Top of Source records
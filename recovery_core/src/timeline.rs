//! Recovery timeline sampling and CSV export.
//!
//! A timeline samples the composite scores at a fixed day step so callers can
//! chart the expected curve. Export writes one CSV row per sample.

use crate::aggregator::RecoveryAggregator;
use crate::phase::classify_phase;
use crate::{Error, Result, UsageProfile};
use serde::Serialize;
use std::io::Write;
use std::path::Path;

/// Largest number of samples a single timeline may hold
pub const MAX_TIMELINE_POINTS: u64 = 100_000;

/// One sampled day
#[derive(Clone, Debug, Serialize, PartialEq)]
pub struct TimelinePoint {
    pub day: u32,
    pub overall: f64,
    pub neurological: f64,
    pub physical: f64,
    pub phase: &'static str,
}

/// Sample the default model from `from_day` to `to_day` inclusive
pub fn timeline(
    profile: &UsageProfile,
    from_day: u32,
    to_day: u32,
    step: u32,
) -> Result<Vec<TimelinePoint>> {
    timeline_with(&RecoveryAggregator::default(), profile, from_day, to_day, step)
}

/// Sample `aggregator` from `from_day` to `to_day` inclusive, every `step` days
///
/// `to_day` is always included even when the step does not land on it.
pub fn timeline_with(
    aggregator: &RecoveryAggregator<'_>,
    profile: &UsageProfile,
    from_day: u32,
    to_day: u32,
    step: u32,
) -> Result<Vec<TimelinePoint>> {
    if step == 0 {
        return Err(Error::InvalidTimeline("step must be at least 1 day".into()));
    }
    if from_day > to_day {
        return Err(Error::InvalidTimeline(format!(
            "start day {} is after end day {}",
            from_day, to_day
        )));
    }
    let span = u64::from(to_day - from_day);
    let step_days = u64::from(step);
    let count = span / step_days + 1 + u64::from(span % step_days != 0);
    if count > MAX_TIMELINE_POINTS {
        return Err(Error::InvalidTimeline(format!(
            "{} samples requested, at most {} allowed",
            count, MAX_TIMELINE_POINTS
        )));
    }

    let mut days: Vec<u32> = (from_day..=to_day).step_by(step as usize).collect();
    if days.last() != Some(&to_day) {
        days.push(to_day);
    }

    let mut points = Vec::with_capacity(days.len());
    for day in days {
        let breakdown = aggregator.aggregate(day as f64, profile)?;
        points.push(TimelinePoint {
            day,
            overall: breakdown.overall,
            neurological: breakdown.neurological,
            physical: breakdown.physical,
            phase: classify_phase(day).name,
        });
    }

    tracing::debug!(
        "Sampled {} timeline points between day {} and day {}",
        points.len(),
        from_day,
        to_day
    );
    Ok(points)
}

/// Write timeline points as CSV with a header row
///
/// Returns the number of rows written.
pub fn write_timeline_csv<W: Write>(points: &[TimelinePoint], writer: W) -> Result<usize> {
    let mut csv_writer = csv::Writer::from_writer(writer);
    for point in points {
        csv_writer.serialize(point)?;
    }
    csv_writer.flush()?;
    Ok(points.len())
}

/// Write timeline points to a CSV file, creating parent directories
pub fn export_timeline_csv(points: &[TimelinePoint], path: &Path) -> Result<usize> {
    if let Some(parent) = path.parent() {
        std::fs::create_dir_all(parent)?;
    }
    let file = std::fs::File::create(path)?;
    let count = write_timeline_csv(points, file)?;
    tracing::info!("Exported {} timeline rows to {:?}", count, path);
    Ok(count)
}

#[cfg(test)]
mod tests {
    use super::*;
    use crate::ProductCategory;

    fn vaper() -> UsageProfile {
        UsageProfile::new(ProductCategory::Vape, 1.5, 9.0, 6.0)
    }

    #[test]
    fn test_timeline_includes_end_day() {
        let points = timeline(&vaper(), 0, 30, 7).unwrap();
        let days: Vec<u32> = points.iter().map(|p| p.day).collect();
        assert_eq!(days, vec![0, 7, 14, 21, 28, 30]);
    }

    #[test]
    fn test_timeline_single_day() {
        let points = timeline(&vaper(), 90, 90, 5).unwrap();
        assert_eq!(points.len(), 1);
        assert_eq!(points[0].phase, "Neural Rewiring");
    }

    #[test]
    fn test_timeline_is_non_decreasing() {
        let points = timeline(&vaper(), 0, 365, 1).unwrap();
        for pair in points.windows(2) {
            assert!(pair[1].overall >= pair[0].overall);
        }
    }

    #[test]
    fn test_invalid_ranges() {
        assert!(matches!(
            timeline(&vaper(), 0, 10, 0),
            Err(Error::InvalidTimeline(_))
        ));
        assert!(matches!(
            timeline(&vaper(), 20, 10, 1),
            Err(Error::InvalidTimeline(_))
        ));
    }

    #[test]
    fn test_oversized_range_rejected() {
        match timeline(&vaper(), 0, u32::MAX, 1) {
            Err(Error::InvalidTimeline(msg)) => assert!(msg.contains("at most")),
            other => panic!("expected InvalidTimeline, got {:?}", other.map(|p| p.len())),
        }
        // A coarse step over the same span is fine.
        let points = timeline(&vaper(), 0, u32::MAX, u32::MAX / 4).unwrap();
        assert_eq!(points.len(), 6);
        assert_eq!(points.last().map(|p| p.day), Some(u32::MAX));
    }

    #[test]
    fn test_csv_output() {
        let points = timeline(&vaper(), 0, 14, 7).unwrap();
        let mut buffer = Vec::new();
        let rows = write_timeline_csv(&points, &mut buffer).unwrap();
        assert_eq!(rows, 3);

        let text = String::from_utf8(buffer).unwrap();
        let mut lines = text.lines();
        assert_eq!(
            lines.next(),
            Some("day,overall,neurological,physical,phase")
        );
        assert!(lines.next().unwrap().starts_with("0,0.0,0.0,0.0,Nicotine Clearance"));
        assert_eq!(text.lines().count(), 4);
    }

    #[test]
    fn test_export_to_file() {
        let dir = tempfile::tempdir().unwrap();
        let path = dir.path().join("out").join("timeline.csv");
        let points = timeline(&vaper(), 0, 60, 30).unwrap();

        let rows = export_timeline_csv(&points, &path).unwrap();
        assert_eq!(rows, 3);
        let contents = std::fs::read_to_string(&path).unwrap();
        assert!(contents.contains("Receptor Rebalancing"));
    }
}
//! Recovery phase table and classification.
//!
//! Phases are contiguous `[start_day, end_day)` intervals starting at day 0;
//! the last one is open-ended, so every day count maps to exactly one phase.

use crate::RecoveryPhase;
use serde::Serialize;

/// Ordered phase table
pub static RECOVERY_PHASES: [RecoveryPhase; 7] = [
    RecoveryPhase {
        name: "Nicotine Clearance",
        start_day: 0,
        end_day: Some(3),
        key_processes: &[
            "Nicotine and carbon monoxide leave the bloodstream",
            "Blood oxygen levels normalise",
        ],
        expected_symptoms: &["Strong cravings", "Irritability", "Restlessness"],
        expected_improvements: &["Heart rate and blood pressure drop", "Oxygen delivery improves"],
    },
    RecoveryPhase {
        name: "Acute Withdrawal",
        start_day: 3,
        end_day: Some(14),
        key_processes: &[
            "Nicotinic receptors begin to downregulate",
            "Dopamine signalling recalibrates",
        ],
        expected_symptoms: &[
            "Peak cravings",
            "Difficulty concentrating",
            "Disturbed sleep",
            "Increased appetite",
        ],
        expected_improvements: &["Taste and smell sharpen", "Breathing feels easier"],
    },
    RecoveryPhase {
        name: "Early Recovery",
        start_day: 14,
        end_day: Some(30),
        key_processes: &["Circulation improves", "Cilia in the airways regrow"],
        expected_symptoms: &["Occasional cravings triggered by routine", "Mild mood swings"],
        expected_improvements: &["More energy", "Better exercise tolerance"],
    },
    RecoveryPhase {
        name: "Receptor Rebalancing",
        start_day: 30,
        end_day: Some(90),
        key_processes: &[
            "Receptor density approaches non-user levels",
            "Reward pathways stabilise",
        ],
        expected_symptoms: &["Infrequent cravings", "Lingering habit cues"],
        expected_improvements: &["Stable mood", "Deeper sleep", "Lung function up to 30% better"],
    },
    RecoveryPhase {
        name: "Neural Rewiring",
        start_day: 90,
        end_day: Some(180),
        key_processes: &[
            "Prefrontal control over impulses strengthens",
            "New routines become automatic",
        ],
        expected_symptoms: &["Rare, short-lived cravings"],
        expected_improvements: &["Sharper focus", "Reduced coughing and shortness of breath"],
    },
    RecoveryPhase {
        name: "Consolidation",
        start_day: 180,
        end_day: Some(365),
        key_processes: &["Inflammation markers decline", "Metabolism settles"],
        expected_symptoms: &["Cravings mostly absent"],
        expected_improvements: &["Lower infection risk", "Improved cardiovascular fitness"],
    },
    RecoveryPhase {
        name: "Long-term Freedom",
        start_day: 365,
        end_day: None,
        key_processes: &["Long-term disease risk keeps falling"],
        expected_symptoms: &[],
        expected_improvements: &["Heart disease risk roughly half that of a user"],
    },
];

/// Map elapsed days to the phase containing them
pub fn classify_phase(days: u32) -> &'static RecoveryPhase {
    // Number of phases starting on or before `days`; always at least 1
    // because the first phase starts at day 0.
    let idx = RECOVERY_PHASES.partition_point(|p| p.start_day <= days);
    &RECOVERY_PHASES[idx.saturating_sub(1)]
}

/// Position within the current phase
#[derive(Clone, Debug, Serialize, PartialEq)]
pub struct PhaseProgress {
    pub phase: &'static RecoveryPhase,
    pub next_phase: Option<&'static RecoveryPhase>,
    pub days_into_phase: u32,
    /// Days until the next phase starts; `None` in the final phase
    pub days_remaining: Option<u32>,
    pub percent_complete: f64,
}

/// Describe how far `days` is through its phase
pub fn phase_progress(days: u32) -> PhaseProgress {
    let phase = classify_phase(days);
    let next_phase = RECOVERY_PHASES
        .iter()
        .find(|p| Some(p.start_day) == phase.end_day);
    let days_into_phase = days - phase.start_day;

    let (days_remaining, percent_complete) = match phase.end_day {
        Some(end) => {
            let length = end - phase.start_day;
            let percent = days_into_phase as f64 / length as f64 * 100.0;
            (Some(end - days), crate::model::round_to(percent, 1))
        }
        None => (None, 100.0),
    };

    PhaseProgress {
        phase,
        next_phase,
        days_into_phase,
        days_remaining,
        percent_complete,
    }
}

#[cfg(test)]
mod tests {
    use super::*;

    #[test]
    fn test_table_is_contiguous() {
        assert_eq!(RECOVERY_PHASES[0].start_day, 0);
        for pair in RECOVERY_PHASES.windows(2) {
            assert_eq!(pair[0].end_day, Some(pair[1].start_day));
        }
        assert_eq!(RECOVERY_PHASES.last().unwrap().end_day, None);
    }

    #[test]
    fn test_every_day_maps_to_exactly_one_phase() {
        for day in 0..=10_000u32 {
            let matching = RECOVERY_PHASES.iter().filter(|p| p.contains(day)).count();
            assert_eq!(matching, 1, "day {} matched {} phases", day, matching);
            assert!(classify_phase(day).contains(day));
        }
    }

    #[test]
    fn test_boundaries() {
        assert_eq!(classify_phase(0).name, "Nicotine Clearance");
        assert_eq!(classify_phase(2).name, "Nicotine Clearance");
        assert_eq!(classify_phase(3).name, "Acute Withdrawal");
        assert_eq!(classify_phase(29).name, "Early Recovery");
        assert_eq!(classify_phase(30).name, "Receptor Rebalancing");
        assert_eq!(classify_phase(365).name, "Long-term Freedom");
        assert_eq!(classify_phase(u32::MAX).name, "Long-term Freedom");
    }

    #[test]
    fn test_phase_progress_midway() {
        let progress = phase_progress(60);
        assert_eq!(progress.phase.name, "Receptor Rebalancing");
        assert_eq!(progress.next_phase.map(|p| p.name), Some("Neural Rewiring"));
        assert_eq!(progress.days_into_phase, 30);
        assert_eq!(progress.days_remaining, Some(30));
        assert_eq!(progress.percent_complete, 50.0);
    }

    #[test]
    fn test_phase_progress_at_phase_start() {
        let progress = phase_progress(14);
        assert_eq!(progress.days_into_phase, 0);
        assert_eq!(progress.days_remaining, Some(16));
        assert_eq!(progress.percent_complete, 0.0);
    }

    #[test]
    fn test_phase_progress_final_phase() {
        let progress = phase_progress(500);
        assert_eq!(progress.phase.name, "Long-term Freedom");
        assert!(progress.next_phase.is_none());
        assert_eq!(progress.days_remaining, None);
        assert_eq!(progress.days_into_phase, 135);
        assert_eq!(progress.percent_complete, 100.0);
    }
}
Bottom of Source records
Top of Source records
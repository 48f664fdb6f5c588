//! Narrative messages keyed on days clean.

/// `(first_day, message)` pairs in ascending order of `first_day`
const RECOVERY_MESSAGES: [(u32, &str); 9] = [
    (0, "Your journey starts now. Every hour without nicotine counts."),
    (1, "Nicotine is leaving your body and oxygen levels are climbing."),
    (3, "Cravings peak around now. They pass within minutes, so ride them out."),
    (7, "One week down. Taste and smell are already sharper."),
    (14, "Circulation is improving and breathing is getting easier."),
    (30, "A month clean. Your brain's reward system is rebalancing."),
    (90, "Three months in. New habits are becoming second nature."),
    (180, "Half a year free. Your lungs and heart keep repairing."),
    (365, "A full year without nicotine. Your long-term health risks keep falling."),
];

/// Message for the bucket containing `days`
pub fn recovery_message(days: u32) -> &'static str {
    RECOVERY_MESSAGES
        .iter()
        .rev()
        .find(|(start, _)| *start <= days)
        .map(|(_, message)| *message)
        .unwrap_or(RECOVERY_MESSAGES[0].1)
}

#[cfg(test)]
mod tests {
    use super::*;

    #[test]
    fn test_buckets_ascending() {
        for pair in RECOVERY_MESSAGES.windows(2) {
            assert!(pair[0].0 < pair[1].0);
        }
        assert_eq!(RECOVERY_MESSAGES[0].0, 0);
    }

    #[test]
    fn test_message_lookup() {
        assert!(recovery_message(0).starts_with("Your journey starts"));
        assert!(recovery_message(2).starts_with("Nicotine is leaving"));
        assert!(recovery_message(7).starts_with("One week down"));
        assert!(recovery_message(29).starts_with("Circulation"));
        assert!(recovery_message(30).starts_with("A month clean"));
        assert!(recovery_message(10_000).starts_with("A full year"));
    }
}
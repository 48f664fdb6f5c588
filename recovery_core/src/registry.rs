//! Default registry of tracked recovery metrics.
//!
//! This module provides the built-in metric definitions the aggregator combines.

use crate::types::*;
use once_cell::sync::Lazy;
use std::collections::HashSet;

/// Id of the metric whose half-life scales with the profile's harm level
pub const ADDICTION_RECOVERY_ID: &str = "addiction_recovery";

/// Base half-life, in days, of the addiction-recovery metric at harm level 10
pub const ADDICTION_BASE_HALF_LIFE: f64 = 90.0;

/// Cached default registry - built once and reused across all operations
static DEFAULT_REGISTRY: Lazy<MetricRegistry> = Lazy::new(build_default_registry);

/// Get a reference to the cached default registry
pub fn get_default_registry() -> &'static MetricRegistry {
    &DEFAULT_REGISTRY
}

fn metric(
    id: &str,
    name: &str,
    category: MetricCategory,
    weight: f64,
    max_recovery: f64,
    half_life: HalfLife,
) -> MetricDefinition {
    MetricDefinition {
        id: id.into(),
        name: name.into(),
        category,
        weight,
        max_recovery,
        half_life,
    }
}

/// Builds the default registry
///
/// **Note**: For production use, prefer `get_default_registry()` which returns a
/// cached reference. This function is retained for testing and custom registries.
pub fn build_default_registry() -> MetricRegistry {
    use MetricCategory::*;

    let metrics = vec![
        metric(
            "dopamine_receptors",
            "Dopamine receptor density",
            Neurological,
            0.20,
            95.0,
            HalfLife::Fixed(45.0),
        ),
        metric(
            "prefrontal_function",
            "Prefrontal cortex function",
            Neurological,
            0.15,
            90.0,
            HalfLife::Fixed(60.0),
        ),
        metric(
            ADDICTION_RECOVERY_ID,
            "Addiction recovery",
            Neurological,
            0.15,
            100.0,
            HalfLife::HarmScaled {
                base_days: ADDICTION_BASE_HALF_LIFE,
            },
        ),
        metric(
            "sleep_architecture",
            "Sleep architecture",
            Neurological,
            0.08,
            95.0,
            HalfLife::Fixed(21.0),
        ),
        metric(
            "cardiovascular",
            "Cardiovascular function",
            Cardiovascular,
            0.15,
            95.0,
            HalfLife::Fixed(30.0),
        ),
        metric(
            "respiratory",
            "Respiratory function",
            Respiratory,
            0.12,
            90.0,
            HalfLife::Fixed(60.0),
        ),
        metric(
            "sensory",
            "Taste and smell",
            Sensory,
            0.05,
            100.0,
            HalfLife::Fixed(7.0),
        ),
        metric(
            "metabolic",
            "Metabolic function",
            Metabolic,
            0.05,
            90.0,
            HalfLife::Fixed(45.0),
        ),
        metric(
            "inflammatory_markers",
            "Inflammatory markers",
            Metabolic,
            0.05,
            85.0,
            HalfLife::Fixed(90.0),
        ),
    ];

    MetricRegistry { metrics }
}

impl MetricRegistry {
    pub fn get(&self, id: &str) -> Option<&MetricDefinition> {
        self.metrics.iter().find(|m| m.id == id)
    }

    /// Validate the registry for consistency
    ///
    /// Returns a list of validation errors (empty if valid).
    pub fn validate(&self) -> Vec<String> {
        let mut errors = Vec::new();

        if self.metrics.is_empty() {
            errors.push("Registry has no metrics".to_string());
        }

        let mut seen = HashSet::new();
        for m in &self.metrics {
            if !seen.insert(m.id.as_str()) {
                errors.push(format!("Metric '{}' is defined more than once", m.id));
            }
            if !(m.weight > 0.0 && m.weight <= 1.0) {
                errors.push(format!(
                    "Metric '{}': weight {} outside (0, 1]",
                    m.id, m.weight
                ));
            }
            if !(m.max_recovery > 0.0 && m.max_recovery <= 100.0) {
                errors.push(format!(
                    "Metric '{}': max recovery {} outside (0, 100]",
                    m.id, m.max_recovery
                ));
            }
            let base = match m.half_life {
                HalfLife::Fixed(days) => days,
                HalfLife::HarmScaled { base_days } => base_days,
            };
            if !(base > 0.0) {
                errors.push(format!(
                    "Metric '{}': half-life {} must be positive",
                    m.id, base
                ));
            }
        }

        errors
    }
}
Bottom of Source records
_Aim of the task_:
Lines holding the word "breakdown": say how many there are in the data, and nothing more.

_Exercise result_:
4